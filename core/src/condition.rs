//! Filter conditions and their in-memory evaluation.
//!
//! A request carries a conjunction of [`Condition`]s. Conditions over a
//! single known column are pushed down to the store; the rest are
//! evaluated after materialization with [`Condition::matches`].

use std::cmp::Ordering;
use std::fmt;
use std::str::FromStr;

use serde::{Deserialize, Serialize};
use thiserror::Error;

use crate::value::Value;

/// Condition construction and evaluation errors.
#[derive(Debug, Clone, PartialEq, Eq, Error)]
pub enum ConditionError {
    /// Only `=` and `!=` may be used with a NULL operand.
    #[error("operator '{0}' cannot be used with null")]
    InvalidNullComparison(Operator),
    #[error("unknown comparison operator: {0}")]
    UnknownOperator(String),
    #[error("condition term cannot be empty")]
    EmptyTerm,
}

/// A comparison operator.
#[derive(Debug, Clone, Copy, PartialEq, Eq, Hash, Serialize, Deserialize)]
pub enum Operator {
    Equals,
    NotEquals,
    LessThan,
    GreaterThan,
    LessThanOrEquals,
    GreaterThanOrEquals,
}

impl Operator {
    /// The SQL symbol for this operator.
    pub const fn symbol(self) -> &'static str {
        match self {
            Operator::Equals => "=",
            Operator::NotEquals => "<>",
            Operator::LessThan => "<",
            Operator::GreaterThan => ">",
            Operator::LessThanOrEquals => "<=",
            Operator::GreaterThanOrEquals => ">=",
        }
    }

    /// The SQL keyword used when comparing with NULL, if the operator allows it.
    pub const fn null_symbol(self) -> Option<&'static str> {
        match self {
            Operator::Equals => Some("IS"),
            Operator::NotEquals => Some("IS NOT"),
            _ => None,
        }
    }

    fn accepts(self, ordering: Ordering) -> bool {
        match self {
            Operator::Equals => ordering == Ordering::Equal,
            Operator::NotEquals => ordering != Ordering::Equal,
            Operator::LessThan => ordering == Ordering::Less,
            Operator::GreaterThan => ordering == Ordering::Greater,
            Operator::LessThanOrEquals => ordering != Ordering::Greater,
            Operator::GreaterThanOrEquals => ordering != Ordering::Less,
        }
    }
}

impl fmt::Display for Operator {
    fn fmt(&self, f: &mut fmt::Formatter<'_>) -> fmt::Result {
        f.write_str(self.symbol())
    }
}

impl FromStr for Operator {
    type Err = ConditionError;

    fn from_str(s: &str) -> Result<Self, Self::Err> {
        match s.trim() {
            "=" | "==" => Ok(Operator::Equals),
            "!=" | "<>" => Ok(Operator::NotEquals),
            "<" => Ok(Operator::LessThan),
            ">" => Ok(Operator::GreaterThan),
            "<=" => Ok(Operator::LessThanOrEquals),
            ">=" => Ok(Operator::GreaterThanOrEquals),
            other => Err(ConditionError::UnknownOperator(other.to_string())),
        }
    }
}

/// A dot-separated member path such as `Name` or `Owner.Name`.
#[derive(Debug, Clone, PartialEq, Eq, Hash, Serialize, Deserialize)]
pub struct Term {
    parts: Vec<String>,
}

impl Term {
    pub fn parse(text: &str) -> Self {
        Self {
            parts: text.split('.').map(|p| p.trim().to_string()).collect(),
        }
    }

    pub fn parts(&self) -> &[String] {
        &self.parts
    }

    /// The only segment of a single-segment term.
    pub fn single(&self) -> Option<&str> {
        match self.parts.as_slice() {
            [only] if !only.is_empty() => Some(only),
            _ => None,
        }
    }

    pub fn is_empty(&self) -> bool {
        self.parts.iter().all(String::is_empty)
    }
}

impl fmt::Display for Term {
    fn fmt(&self, f: &mut fmt::Formatter<'_>) -> fmt::Result {
        f.write_str(&self.parts.join("."))
    }
}

/// A single filter condition: `term operator value`.
///
/// # Examples
///
/// ```
/// use tablemap_core::{Condition, Operator, Value};
///
/// let c = Condition::new("Price", Operator::LessThan, 10_i32).unwrap();
/// assert!(c.matches(&Value::Int32(5)).unwrap());
/// assert!(!c.matches(&Value::Null).unwrap());
///
/// // NULL only compares with = and !=
/// assert!(Condition::new("Price", Operator::LessThan, Value::Null).is_err());
/// ```
#[derive(Debug, Clone, PartialEq, Serialize, Deserialize)]
pub struct Condition {
    pub term: Term,
    pub operator: Operator,
    pub value: Value,
}

impl Condition {
    /// Creates a condition, rejecting ordering comparisons with NULL.
    pub fn new(term: &str, operator: Operator, value: impl Into<Value>) -> Result<Self, ConditionError> {
        let term = Term::parse(term);
        if term.is_empty() {
            return Err(ConditionError::EmptyTerm);
        }
        let condition = Self {
            term,
            operator,
            value: value.into(),
        };
        condition.check()?;
        Ok(condition)
    }

    /// Shorthand for an `=` condition.
    pub fn equals(term: &str, value: impl Into<Value>) -> Result<Self, ConditionError> {
        Self::new(term, Operator::Equals, value)
    }

    /// Checks the NULL rule. Conditions built field by field bypass [`new`](Self::new).
    pub fn check(&self) -> Result<(), ConditionError> {
        if self.value.is_null() && self.operator.null_symbol().is_none() {
            return Err(ConditionError::InvalidNullComparison(self.operator));
        }
        Ok(())
    }

    /// Evaluates the condition against an actual value.
    ///
    /// NULL equals only NULL. A non-NULL operand never satisfies an
    /// ordering comparison with a NULL or incomparable actual value, and
    /// always satisfies `!=`.
    pub fn matches(&self, actual: &Value) -> Result<bool, ConditionError> {
        self.check()?;
        if self.value.is_null() {
            return Ok(match self.operator {
                Operator::Equals => actual.is_null(),
                _ => !actual.is_null(),
            });
        }
        Ok(match actual.compare(&self.value) {
            Some(ordering) => self.operator.accepts(ordering),
            None => self.operator == Operator::NotEquals,
        })
    }
}

impl fmt::Display for Condition {
    fn fmt(&self, f: &mut fmt::Formatter<'_>) -> fmt::Result {
        write!(f, "{} {} {}", self.term, self.operator, self.value)
    }
}

#[cfg(test)]
mod tests {
    use super::*;

    #[test]
    fn test_operator_parsing() {
        assert_eq!("=".parse::<Operator>().unwrap(), Operator::Equals);
        assert_eq!("!=".parse::<Operator>().unwrap(), Operator::NotEquals);
        assert_eq!("<>".parse::<Operator>().unwrap(), Operator::NotEquals);
        assert_eq!(" >= ".parse::<Operator>().unwrap(), Operator::GreaterThanOrEquals);
        assert_eq!(
            "~".parse::<Operator>().unwrap_err(),
            ConditionError::UnknownOperator("~".into())
        );
    }

    #[test]
    fn test_term_single() {
        assert_eq!(Term::parse("Name").single(), Some("Name"));
        assert_eq!(Term::parse("Owner.Name").single(), None);
        assert_eq!(Term::parse("Owner.Name").to_string(), "Owner.Name");
    }

    #[test]
    fn test_empty_term_rejected() {
        assert_eq!(
            Condition::new("", Operator::Equals, 1_i32).unwrap_err(),
            ConditionError::EmptyTerm
        );
    }

    #[test]
    fn test_null_rule() {
        assert!(Condition::new("a", Operator::Equals, Value::Null).is_ok());
        assert!(Condition::new("a", Operator::NotEquals, Value::Null).is_ok());
        for op in [
            Operator::LessThan,
            Operator::GreaterThan,
            Operator::LessThanOrEquals,
            Operator::GreaterThanOrEquals,
        ] {
            assert_eq!(
                Condition::new("a", op, Value::Null).unwrap_err(),
                ConditionError::InvalidNullComparison(op)
            );
        }
    }

    #[test]
    fn test_matches_null_operand() {
        let is_null = Condition::equals("a", Value::Null).unwrap();
        assert!(is_null.matches(&Value::Null).unwrap());
        assert!(!is_null.matches(&Value::Int32(1)).unwrap());

        let not_null = Condition::new("a", Operator::NotEquals, Value::Null).unwrap();
        assert!(not_null.matches(&Value::Int32(1)).unwrap());
        assert!(!not_null.matches(&Value::Null).unwrap());
    }

    #[test]
    fn test_matches_ordering() {
        let c = Condition::new("a", Operator::GreaterThanOrEquals, 10_i64).unwrap();
        assert!(c.matches(&Value::Int32(10)).unwrap());
        assert!(c.matches(&Value::Double(10.5)).unwrap());
        assert!(!c.matches(&Value::Int16(9)).unwrap());
        assert!(!c.matches(&Value::Null).unwrap());
    }

    #[test]
    fn test_matches_incomparable() {
        let eq = Condition::equals("a", "x").unwrap();
        assert!(!eq.matches(&Value::Int32(1)).unwrap());
        let ne = Condition::new("a", Operator::NotEquals, "x").unwrap();
        assert!(ne.matches(&Value::Int32(1)).unwrap());
        assert!(ne.matches(&Value::Null).unwrap());
    }

    #[test]
    fn test_field_built_condition_is_checked() {
        let c = Condition {
            term: Term::parse("a"),
            operator: Operator::LessThan,
            value: Value::Null,
        };
        assert!(c.matches(&Value::Null).is_err());
    }
}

Description of the task. When a line among the entries above contains "Display", copy it.

Result.
impl fmt::Display for Operator {
impl fmt::Display for Term {
impl fmt::Display for Condition {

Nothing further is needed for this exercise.